Les autorités françaises espèrent néanmoins que les Emiratis reviendront sur leur décision.
Pour le Rafale, "ça n'est fichu nulle part", ni aux Emirats ni au Brésil, a assuré vendredi le ministre français de la Défense, Hervé Morin, interrogé sur Public Sénat.
Le 15 juin, il assurait que la vente de l'avion de combat polyvalent de Dassault Aviation aux EAU était en voie de finalisation.
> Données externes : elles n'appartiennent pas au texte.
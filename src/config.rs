use std::path::{Path, PathBuf};
use std::str::FromStr;
use std::time::Duration;

use serde::Deserialize;

use crate::error::{AppError, AppResult, ConfigError, FileError};
use crate::models::Pricing;

/// 环境变量前缀
const ENV_PREFIX: &str = "EXAM_PROCESSOR_";

/// 页面渲染质量
#[derive(Clone, Copy, Debug, PartialEq, Eq, Deserialize)]
#[serde(rename_all = "lowercase")]
pub enum RenderQuality {
    Low,
    Medium,
    High,
}

impl RenderQuality {
    /// 相对 72 dpi 的缩放倍数
    pub fn scale(self) -> f32 {
        match self {
            RenderQuality::Low => 1.0,
            RenderQuality::Medium => 1.5,
            RenderQuality::High => 2.0,
        }
    }

    pub fn dpi(self) -> u32 {
        (72.0 * self.scale()) as u32
    }
}

impl FromStr for RenderQuality {
    type Err = ();

    fn from_str(s: &str) -> Result<Self, Self::Err> {
        match s.trim().to_ascii_lowercase().as_str() {
            "low" => Ok(RenderQuality::Low),
            "medium" => Ok(RenderQuality::Medium),
            "high" => Ok(RenderQuality::High),
            _ => Err(()),
        }
    }
}

/// 程序配置
#[derive(Clone, Debug, Deserialize)]
#[serde(default)]
pub struct Config {
    // --- LLM 配置 ---
    pub llm_api_key: String,
    pub llm_api_base_url: String,
    pub llm_model_name: String,
    /// 估算费用用的单价（美元 / 百万 token）
    pub llm_input_price_per_million: f64,
    pub llm_output_price_per_million: f64,

    // --- 轮次预算 ---
    /// 单题每次能力调用的轮次上限
    pub max_turns_per_question: u32,
    /// 每个内容片段最多校验几次（含首次）
    pub max_fix_attempts: u32,
    pub classifier_max_turns: u32,
    pub lister_max_turns: u32,
    /// 单次尝试的墙钟上限（秒），0 表示不限制
    pub attempt_timeout_secs: u64,

    // --- 渲染 ---
    /// 分类时采样的页数
    pub classification_sample_pages: usize,
    pub render_quality: RenderQuality,

    // --- 流程策略 ---
    /// 结束后是否删除远程文件
    pub auto_cleanup_files: bool,
    /// 单题失败时是否继续
    pub continue_on_error: bool,
    /// 同时提取的题目数量
    pub max_concurrent_questions: usize,
    /// 校验失败的草稿是否保留在结果中
    pub keep_unverified_drafts: bool,
    /// 是否从已落盘的阶段产物恢复
    pub resume_from_artifacts: bool,

    // --- 输出 ---
    pub output_dir: PathBuf,
    /// LaTeX 编译器命令，空字符串表示只做结构检查
    pub latex_compiler: String,
    /// 是否显示详细日志
    pub verbose_logging: bool,
}

impl Default for Config {
    fn default() -> Self {
        Self {
            llm_api_key: String::new(),
            llm_api_base_url: "https://api.openai.com/v1".to_string(),
            llm_model_name: "gpt-5".to_string(),
            llm_input_price_per_million: 1.25,
            llm_output_price_per_million: 10.0,
            max_turns_per_question: 15,
            max_fix_attempts: 2,
            classifier_max_turns: 5,
            lister_max_turns: 10,
            attempt_timeout_secs: 120,
            classification_sample_pages: 3,
            render_quality: RenderQuality::Medium,
            auto_cleanup_files: false,
            continue_on_error: true,
            max_concurrent_questions: 4,
            keep_unverified_drafts: false,
            resume_from_artifacts: false,
            output_dir: PathBuf::from("output"),
            latex_compiler: "pdflatex".to_string(),
            verbose_logging: false,
        }
    }
}

impl Config {
    /// 默认值 + 环境变量
    pub fn from_env() -> AppResult<Self> {
        Self::default().with_env_overrides()
    }

    /// 从 TOML 文件加载（缺省字段取默认值），不读取环境变量
    pub fn from_toml_file(path: &Path) -> AppResult<Self> {
        let content =
            std::fs::read_to_string(path).map_err(|e| AppError::file_read_failed(path, e))?;
        toml::from_str(&content).map_err(|source| {
            AppError::File(FileError::TomlParseFailed {
                path: path.to_path_buf(),
                source,
            })
        })
    }

    /// 默认值 → 可选的 TOML 文件 → 环境变量
    pub fn load(path: Option<&Path>) -> AppResult<Self> {
        let base = match path {
            Some(p) => Self::from_toml_file(p)?,
            None => Self::default(),
        };
        base.with_env_overrides()
    }

    /// 用 `EXAM_PROCESSOR_*` 环境变量覆盖当前值
    pub fn with_env_overrides(self) -> AppResult<Self> {
        let d = self;
        Ok(Self {
            llm_api_key: env_string("OPENAI_API_KEY")
                .or_else(|| std::env::var("OPENAI_API_KEY").ok())
                .unwrap_or(d.llm_api_key),
            llm_api_base_url: env_string("OPENAI_BASE_URL").unwrap_or(d.llm_api_base_url),
            llm_model_name: env_string("OPENAI_MODEL").unwrap_or(d.llm_model_name),
            llm_input_price_per_million: env_parse(
                "INPUT_PRICE_PER_MILLION",
                d.llm_input_price_per_million,
            )?,
            llm_output_price_per_million: env_parse(
                "OUTPUT_PRICE_PER_MILLION",
                d.llm_output_price_per_million,
            )?,
            max_turns_per_question: env_parse("MAX_TURNS_PER_QUESTION", d.max_turns_per_question)?,
            max_fix_attempts: env_parse("MAX_FIX_ATTEMPTS", d.max_fix_attempts)?,
            classifier_max_turns: env_parse("CLASSIFIER_MAX_TURNS", d.classifier_max_turns)?,
            lister_max_turns: env_parse("LISTER_MAX_TURNS", d.lister_max_turns)?,
            attempt_timeout_secs: env_parse("ATTEMPT_TIMEOUT_SECS", d.attempt_timeout_secs)?,
            classification_sample_pages: env_parse(
                "CLASSIFICATION_SAMPLE_PAGES",
                d.classification_sample_pages,
            )?,
            render_quality: match env_string("PDF_RENDER_QUALITY") {
                Some(v) => v.parse().map_err(|_| ConfigError::EnvVarParseFailed {
                    var_name: format!("{ENV_PREFIX}PDF_RENDER_QUALITY"),
                    value: v.clone(),
                    expected_type: "low | medium | high",
                })?,
                None => d.render_quality,
            },
            auto_cleanup_files: env_parse("AUTO_CLEANUP_FILES", d.auto_cleanup_files)?,
            continue_on_error: env_parse("CONTINUE_ON_ERROR", d.continue_on_error)?,
            max_concurrent_questions: env_parse(
                "MAX_CONCURRENT_QUESTIONS",
                d.max_concurrent_questions,
            )?,
            keep_unverified_drafts: env_parse("KEEP_UNVERIFIED_DRAFTS", d.keep_unverified_drafts)?,
            resume_from_artifacts: env_parse("RESUME_FROM_ARTIFACTS", d.resume_from_artifacts)?,
            output_dir: env_string("OUTPUT_DIR").map(PathBuf::from).unwrap_or(d.output_dir),
            latex_compiler: env_string("LATEX_COMPILER").unwrap_or(d.latex_compiler),
            verbose_logging: env_parse("VERBOSE_LOGGING", d.verbose_logging)?,
        })
    }

    /// 校验取值范围
    pub fn validate(&self) -> AppResult<()> {
        if self.max_turns_per_question == 0 {
            return Err(AppError::invalid_config("max_turns_per_question", "必须大于 0"));
        }
        if self.classifier_max_turns == 0 || self.lister_max_turns == 0 {
            return Err(AppError::invalid_config(
                "classifier_max_turns / lister_max_turns",
                "必须大于 0",
            ));
        }
        if self.max_fix_attempts == 0 {
            return Err(AppError::invalid_config(
                "max_fix_attempts",
                "至少需要 1 次校验",
            ));
        }
        if self.max_concurrent_questions == 0 {
            return Err(AppError::invalid_config("max_concurrent_questions", "必须大于 0"));
        }
        if self.classification_sample_pages == 0 {
            return Err(AppError::invalid_config(
                "classification_sample_pages",
                "必须大于 0",
            ));
        }
        let prices = [self.llm_input_price_per_million, self.llm_output_price_per_million];
        if prices.iter().any(|p| !p.is_finite() || *p < 0.0) {
            return Err(AppError::invalid_config(
                "llm_input_price_per_million / llm_output_price_per_million",
                "必须是非负数",
            ));
        }
        Ok(())
    }

    pub fn pricing(&self) -> Pricing {
        Pricing {
            input_per_million: self.llm_input_price_per_million,
            output_per_million: self.llm_output_price_per_million,
        }
    }

    pub fn attempt_timeout(&self) -> Option<Duration> {
        (self.attempt_timeout_secs > 0).then(|| Duration::from_secs(self.attempt_timeout_secs))
    }

    /// 为空时只做结构检查
    pub fn latex_compiler(&self) -> Option<&str> {
        let cmd = self.latex_compiler.trim();
        (!cmd.is_empty()).then_some(cmd)
    }
}

fn env_string(name: &str) -> Option<String> {
    std::env::var(format!("{ENV_PREFIX}{name}")).ok()
}

fn env_parse<T: FromStr>(name: &str, default: T) -> AppResult<T> {
    match env_string(name) {
        Some(value) => value.trim().parse().map_err(|_| {
            AppError::Config(ConfigError::EnvVarParseFailed {
                var_name: format!("{ENV_PREFIX}{name}"),
                value,
                expected_type: std::any::type_name::<T>(),
            })
        }),
        None => Ok(default),
    }
}

#[cfg(test)]
mod tests {
    use super::*;

    #[test]
    fn test_defaults_are_valid() {
        let config = Config::default();
        assert!(config.validate().is_ok());
        assert_eq!(config.max_fix_attempts, 2);
        assert_eq!(config.max_turns_per_question, 15);
        assert!(config.continue_on_error);
        assert!(!config.auto_cleanup_files);
        assert_eq!(config.attempt_timeout(), Some(Duration::from_secs(120)));
    }

    #[test]
    fn test_render_quality_dpi() {
        assert_eq!(RenderQuality::Low.dpi(), 72);
        assert_eq!(RenderQuality::Medium.dpi(), 108);
        assert_eq!(RenderQuality::High.dpi(), 144);
        assert_eq!("HIGH".parse::<RenderQuality>(), Ok(RenderQuality::High));
        assert!("ultra".parse::<RenderQuality>().is_err());
    }

    #[test]
    fn test_toml_partial_overrides_defaults() {
        let dir = tempfile::tempdir().unwrap();
        let path = dir.path().join("exam.toml");
        std::fs::write(
            &path,
            "max_fix_attempts = 3\nrender_quality = \"high\"\nlatex_compiler = \"\"\n",
        )
        .unwrap();

        let config = Config::from_toml_file(&path).unwrap();
        assert_eq!(config.max_fix_attempts, 3);
        assert_eq!(config.render_quality, RenderQuality::High);
        assert_eq!(config.latex_compiler(), None);
        // 未出现的字段保持默认
        assert_eq!(config.lister_max_turns, 10);
    }

    #[test]
    fn test_validate_rejects_zero_budgets() {
        let config = Config {
            max_fix_attempts: 0,
            ..Config::default()
        };
        assert!(config.validate().is_err());

        let config = Config {
            max_concurrent_questions: 0,
            ..Config::default()
        };
        assert!(config.validate().is_err());

        let config = Config {
            llm_output_price_per_million: -1.0,
            ..Config::default()
        };
        assert!(config.validate().is_err());
    }
}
Mais le 26 juin, le Figaro publiait un article sur le recours des EAU à la technologie et à des sociétés israéliennes pour sécuriser leurs frontières face à la menace iranienne.
Si ces informations ont fait peu de bruit en France, elles ont suscité un tollé dans le monde arabe, où tout ce qui touche aux relations avec Israël est extrêmement sensible.
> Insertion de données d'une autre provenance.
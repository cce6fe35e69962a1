//! 基础设施层（Infrastructure Layer）
//!
//! 持有稀缺资源（LLM 客户端、外部进程、远程存储），只暴露能力，不认识业务流程。

pub mod latex_verifier;
pub mod llm_executor;
pub mod page_renderer;
pub mod remote_storage;

pub use latex_verifier::{ContentVerifier, LatexVerifier, VerifyReport};
pub use llm_executor::{InputPart, LlmExecutor};
pub use page_renderer::{
    render_for_classification, select_page_indices, select_page_numbers, PageImage, PageRenderer,
    PdftoppmRenderer,
};
pub use remote_storage::{OpenAiFileStorage, RemoteStorage};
"Huit jours après, la presse du Proche-Orient a pris le relais et montré du doigt les EAU", explique un haut responsable français. "Cheikh Mohamed a dit : 'M. Dassault est propriétaire du Figaro, il m'a poignardé dans le dos, les discussions (sur le Rafale) sont terminées'."
Cheikh Mohamed bin Zayed bin Sultan Al Nahyan est le prince héritier d'Abou Dhabi et le chef des forces armées des EAU.
"Pas de commentaire", s'est borné à déclarer un porte-parole de Dassault Aviation interrogé par Reuters.
La revue spécialisée américaine Defense News a d'ailleurs écrit le 13 septembre que les EAU avaient demandé au constructeur américain Boeing des "informations techniques" sur son F18 Super Hornet.
Cet appareil, plus ancien de conception que le Rafale, en est un concurrent direct dans sa version modernisée, avec notamment des moteurs plus puissants.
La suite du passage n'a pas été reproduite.